_Task requirements:_ Produce a word-for-word copy of the data below.

_Data for analysis:_
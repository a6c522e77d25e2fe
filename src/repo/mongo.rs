use anyhow::Result;
use async_trait::async_trait;
use chrono::{DateTime, Utc};
use futures_util::TryStreamExt;
use mongodb::{
    bson::{doc, from_document, oid::ObjectId, Bson, Document},
    Collection, Database,
};

use super::{BookStore, EngagementCounts, EngagementLog, SortOrder};
use crate::models::{Book, Review, OTHER_GENRE};

/// MongoDB-backed catalog. Implements both sides: book records and the
/// engagement aggregates the ranking engine reads.
#[derive(Clone)]
pub struct MongoCatalog {
    db: Database,
}

impl MongoCatalog {
    pub fn new(db: Database) -> Self {
        Self { db }
    }

    fn books(&self) -> Collection<Book> {
        self.db.collection::<Book>("books")
    }

    fn reviews(&self) -> Collection<Review> {
        self.db.collection::<Review>("reviews")
    }

    async fn grouped_counts(&self, coll: &str, filter: Document) -> Result<EngagementCounts> {
        let pipeline = vec![
            doc! { "$match": filter },
            doc! { "$group": { "_id": "$book_id", "n": { "$sum": 1 } } },
        ];
        let mut cur = self.db.collection::<Document>(coll).aggregate(pipeline).await?;
        let mut counts = EngagementCounts::new();
        while let Some(d) = cur.try_next().await? {
            counts.insert(d.get_object_id("_id")?, count_field(&d));
        }
        Ok(counts)
    }
}

fn count_field(d: &Document) -> i64 {
    match d.get("n") {
        Some(Bson::Int32(n)) => i64::from(*n),
        Some(Bson::Int64(n)) => *n,
        _ => 0,
    }
}

fn bson_date(t: DateTime<Utc>) -> Bson {
    Bson::DateTime(mongodb::bson::DateTime::from_chrono(t))
}

#[async_trait]
impl BookStore for MongoCatalog {
    async fn most_recent(&self, limit: usize) -> Result<Vec<Book>> {
        let cur = self
            .books()
            .find(doc! {})
            .sort(doc! { "created_at": -1 })
            .limit(limit as i64)
            .await?;
        Ok(cur.try_collect().await?)
    }

    async fn random_excluding(&self, exclude: &[ObjectId], limit: usize) -> Result<Vec<Book>> {
        if limit == 0 {
            return Ok(Vec::new());
        }
        let mut pipeline = Vec::new();
        if !exclude.is_empty() {
            pipeline.push(doc! { "$match": { "_id": { "$nin": exclude.to_vec() } } });
        }
        // $sample muestrea sin reemplazo
        pipeline.push(doc! { "$sample": { "size": limit as i64 } });

        let mut cur = self.books().aggregate(pipeline).await?;
        let mut books = Vec::new();
        while let Some(d) = cur.try_next().await? {
            books.push(from_document::<Book>(d)?);
        }
        Ok(books)
    }

    async fn all(&self) -> Result<Vec<Book>> {
        Ok(self.books().find(doc! {}).await?.try_collect().await?)
    }

    async fn by_id(&self, id: ObjectId) -> Result<Option<Book>> {
        Ok(self.books().find_one(doc! { "_id": id }).await?)
    }

    async fn by_ids(&self, ids: &[ObjectId]) -> Result<Vec<Book>> {
        if ids.is_empty() {
            return Ok(Vec::new());
        }
        let cur = self.books().find(doc! { "_id": { "$in": ids.to_vec() } }).await?;
        Ok(cur.try_collect().await?)
    }

    async fn distinct_genres(&self) -> Result<Vec<String>> {
        let raw = self.books().distinct("genre", doc! {}).await?;
        let mut genres: Vec<String> = raw
            .into_iter()
            .filter_map(|b| match b {
                Bson::String(s) => Some(s),
                _ => None,
            })
            .collect();
        // {"genre": null} matches both null and missing fields
        if self.books().count_documents(doc! { "genre": Bson::Null }).await? > 0 {
            genres.push(OTHER_GENRE.to_string());
        }
        genres.sort();
        genres.dedup();
        Ok(genres)
    }

    async fn set_cover(&self, id: ObjectId, cover_url: &str) -> Result<()> {
        self.books()
            .update_one(doc! { "_id": id }, doc! { "$set": { "cover_url": cover_url } })
            .await?;
        Ok(())
    }

    async fn browse(
        &self,
        q: Option<&str>,
        genre: Option<&str>,
        sort: SortOrder,
    ) -> Result<Vec<Book>> {
        let mut filter = doc! {};
        if let Some(q) = q {
            let rx = doc! { "$regex": q, "$options": "i" };
            filter.insert(
                "$or",
                vec![doc! { "title": rx.clone() }, doc! { "author": rx }],
            );
        }
        if let Some(g) = genre {
            if g == OTHER_GENRE {
                filter.insert("genre", Bson::Null);
            } else {
                filter.insert("genre", g);
            }
        }
        let sort_doc = match sort {
            SortOrder::Newest => doc! { "created_at": -1 },
            SortOrder::Title => doc! { "title": 1 },
        };
        let cur = self.books().find(filter).sort(sort_doc).await?;
        Ok(cur.try_collect().await?)
    }
}

#[async_trait]
impl EngagementLog for MongoCatalog {
    async fn approved_reviews_since(&self, since: DateTime<Utc>) -> Result<EngagementCounts> {
        self.grouped_counts(
            "reviews",
            doc! { "status": "approved", "created_at": { "$gte": bson_date(since) } },
        )
        .await
    }

    async fn approved_reviews_total(&self) -> Result<EngagementCounts> {
        self.grouped_counts("reviews", doc! { "status": "approved" }).await
    }

    async fn bookmarks_since(&self, since: DateTime<Utc>) -> Result<EngagementCounts> {
        self.grouped_counts("bookmarks", doc! { "created_at": { "$gte": bson_date(since) } })
            .await
    }

    async fn approved_reviews_for(&self, book_id: ObjectId) -> Result<Vec<Review>> {
        let cur = self
            .reviews()
            .find(doc! { "book_id": book_id, "status": "approved" })
            .sort(doc! { "created_at": -1 })
            .await?;
        Ok(cur.try_collect().await?)
    }
}
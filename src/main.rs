use rocket::fs::FileServer;
use rocket::http::Method;
use rocket::{Build, Rocket};
use rocket_cors::{AllowedHeaders, AllowedOrigins, CorsOptions};
use rocket_dyn_templates::Template;

use booknook::config::AppConfig;
use booknook::db;
use booknook::routes;

// CORS abierto para desarrollo.
fn cors() -> rocket_cors::Cors {
    let allowed_origins = AllowedOrigins::all();

    CorsOptions {
        allowed_origins,
        allowed_methods: vec![
            Method::Get,
            Method::Post,
            Method::Put,
            Method::Delete,
            Method::Patch,
            Method::Options,
        ]
        .into_iter()
        .map(From::from)
        .collect(),
        allowed_headers: AllowedHeaders::some(&["Content-Type", "Accept", "Authorization"]),
        allow_credentials: true,
        ..Default::default()
    }
    .to_cors()
    .expect("error building CORS")
}

#[rocket::launch]
async fn rocket() -> Rocket<Build> {
    // 1) Config primero para decidir si montamos estáticos
    let cfg = AppConfig::from_env();

    // 2) Estado: catálogo Mongo (o en memoria sin MONGO_URI), cache y covers
    let state = db::init_state(&cfg).await;

    // 3) Rocket y rutas
    let mut app = rocket::build()
        .manage(state)
        .attach(Template::fairing())
        .attach(cors())
        .mount("/", routes::home::routes())
        .mount("/books", routes::books::routes());

    // 4) /static -> {STATIC_DIR}; las portadas cacheadas viven en static/uploads
    if cfg.serve_static_from_app {
        app = app.mount("/static", FileServer::from(&cfg.static_dir));
    }

    app
}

_Task answer:_
repository a6c522e77d25e2fe
filename src/repo/mongo.rs
use anyhow::Result;
use async_trait::async_trait;
use chrono::{DateTime, Utc};
use futures_util::TryStreamExt;
use mongodb::{
    bson::{doc, from_document, oid::ObjectId, Bson, Document},
    Collection, Database,
};

use super::{BookStore, EngagementCounts, EngagementLog, SortOrder};
use crate::models::{Book, Review, OTHER_GENRE};

/// MongoDB-backed catalog. Implements both sides: book records and the
/// engagement aggregates the ranking engine reads.
#[derive(Clone)]
pub struct MongoCatalog {
    db: Database,
}

impl MongoCatalog {
    pub fn new(db: Database) -> Self {
        Self { db }
    }

    fn books(&self) -> Collection<Book> {
        self.db.collection::<Book>("books")
    }

    fn reviews(&self) -> Collection<Review> {
        self.db.collection::<Review>("reviews")
    }

    async fn grouped_counts(&self, coll: &str, filter: Document) -> Result<EngagementCounts> {
        let pipeline = vec![
            doc! { "$match": filter },
            doc! { "$group": { "_id": "$book_id", "n": { "$sum": 1 } } },
        ];
        let mut cur = self.db.collection::<Document>(coll).aggregate(pipeline).await?;
        let mut counts = EngagementCounts::new();
        while let Some(d) = cur.try_next().await? {
            counts.insert(d.get_object_id("_id")?, count_field(&d));
        }
        Ok(counts)
    }
}

fn count_field(d: &Document) -> i64 {
    match d.get("n") {
        Some(Bson::Int32(n)) => i64::from(*n),
        Some(Bson::Int64(n)) => *n,
        _ => 0,
    }
}

fn bson_date(t: DateTime<Utc>) -> Bson {
    Bson::DateTime(mongodb::bson::DateTime::from_chrono(t))
}

#[async_trait]
impl BookStore for MongoCatalog {
    async fn most_recent(&self, limit: usize) -> Result<Vec<Book>> {
        let cur = self
            .books()
            .find(doc! {})
            .sort(doc! { "created_at": -1 })
            .limit(limit as i64)
            .await?;
        Ok(cur.try_collect().await?)
    }

    async fn random_excluding(&self, exclude: &[ObjectId], limit: usize) -> Result<Vec<Book>> {
        if limit == 0 {
            return Ok(Vec::new());
        }
        let mut pipeline = Vec::new();
        if !exclude.is_empty() {
            pipeline.push(doc! { "$match": { "_id": { "$nin": exclude.to_vec() } } });
        }
        // $sample muestrea sin reemplazo
        pipeline.push(doc! { "$sample": { "size": limit as i64 } });

        let mut cur = self.books().aggregate(pipeline).await?;
        let mut books = Vec::new();
        while let Some(d) = cur.try_next().await? {
            books.push(from_document::<Book>(d)?);
        }
        Ok(books)
    }

    async fn all(&self) -> Result<Vec<Book>> {
        Ok(self.books().find(doc! {}).await?.try_collect().await?)
    }

    async fn by_id(&self, id: ObjectId) -> Result<Option<Book>> {
        Ok(self.books().find_one(doc! { "_id": id }).await?)
    }

    async fn by_ids(&self, ids: &[ObjectId]) -> Result<Vec<Book>> {
        if ids.is_empty() {
            return Ok(Vec::new());
        }
        let cur = self.books().find(doc! { "_id": { "$in": ids.to_vec() } }).await?;
        Ok(cur.try_collect().await?)
    }

    async fn distinct_genres(&self) -> Result<Vec<String>> {
        let raw = self.books().distinct("genre", doc! {}).await?;
        let mut genres: Vec<String> = raw
            .into_iter()
            .filter_map(|b| match b {
                Bson::String(s) => Some(s),
                _ => None,
            })
            .collect();
        // {"genre": null} matches both null and missing fields
        if self.books().count_documents(doc! { "genre": Bson::Null }).await? > 0 {
            genres.push(OTHER_GENRE.to_string());
        }
        genres.sort();
        genres.dedup();
        Ok(genres)
    }

    async fn set_cover(&self, id: ObjectId, cover_url: &str) -> Result<()> {
        self.books()
            .update_one(doc! { "_id": id }, doc! { "$set": { "cover_url": cover_url } })
            .await?;
        Ok(())
    }

    async fn browse(
        &self,
        q: Option<&str>,
        genre: Option<&str>,
        sort: SortOrder,
    ) -> Result<Vec<Book>> {
        let mut filter = doc! {};
        if let Some(q) = q {
            let rx = doc! { "$regex": q, "$options": "i" };
            filter.insert(
                "$or",
                vec![doc! { "title": rx.clone() }, doc! { "author": rx }],
            );
        }
        if let Some(g) = genre {
            if g == OTHER_GENRE {
                filter.insert("genre", Bson::Null);
            } else {
                filter.insert("genre", g);
            }
        }
        let sort_doc = match sort {
            SortOrder::Newest => doc! { "created_at": -1 },
            SortOrder::Title => doc! { "title": 1 },
        };
        let cur = self.books().find(filter).sort(sort_doc).await?;
        Ok(cur.try_collect().await?)
    }
}

#[async_trait]
impl EngagementLog for MongoCatalog {
    async fn approved_reviews_since(&self, since: DateTime<Utc>) -> Result<EngagementCounts> {
        self.grouped_counts(
            "reviews",
            doc! { "status": "approved", "created_at": { "$gte": bson_date(since) } },
        )
        .await
    }

    async fn approved_reviews_total(&self) -> Result<EngagementCounts> {
        self.grouped_counts("reviews", doc! { "status": "approved" }).await
    }

    async fn bookmarks_since(&self, since: DateTime<Utc>) -> Result<EngagementCounts> {
        self.grouped_counts("bookmarks", doc! { "created_at": { "$gte": bson_date(since) } })
            .await
    }

    async fn approved_reviews_for(&self, book_id: ObjectId) -> Result<Vec<Review>> {
        let cur = self
            .reviews()
            .find(doc! { "book_id": book_id, "status": "approved" })
            .sort(doc! { "created_at": -1 })
            .await?;
        Ok(cur.try_collect().await?)
    }
}
filename src/main.rs
use rocket::fs::FileServer;
use rocket::http::Method;
use rocket::{Build, Rocket};
use rocket_cors::{AllowedHeaders, AllowedOrigins, CorsOptions};
use rocket_dyn_templates::Template;

use booknook::config::AppConfig;
use booknook::db;
use booknook::routes;

// CORS abierto para desarrollo.
fn cors() -> rocket_cors::Cors {
    let allowed_origins = AllowedOrigins::all();

    CorsOptions {
        allowed_origins,
        allowed_methods: vec![
            Method::Get,
            Method::Post,
            Method::Put,
            Method::Delete,
            Method::Patch,
            Method::Options,
        ]
        .into_iter()
        .map(From::from)
        .collect(),
        allowed_headers: AllowedHeaders::some(&["Content-Type", "Accept", "Authorization"]),
        allow_credentials: true,
        ..Default::default()
    }
    .to_cors()
    .expect("error building CORS")
}

#[rocket::launch]
async fn rocket() -> Rocket<Build> {
    // 1) Config primero para decidir si montamos estáticos
    let cfg = AppConfig::from_env();

    // 2) Estado: catálogo Mongo (o en memoria sin MONGO_URI), cache y covers
    let state = db::init_state(&cfg).await;

    // 3) Rocket y rutas
    let mut app = rocket::build()
        .manage(state)
        .attach(Template::fairing())
        .attach(cors())
        .mount("/", routes::home::routes())
        .mount("/books", routes::books::routes());

    // 4) /static -> {STATIC_DIR}; las portadas cacheadas viven en static/uploads
    if cfg.serve_static_from_app {
        app = app.mount("/static", FileServer::from(&cfg.static_dir));
    }

    app
}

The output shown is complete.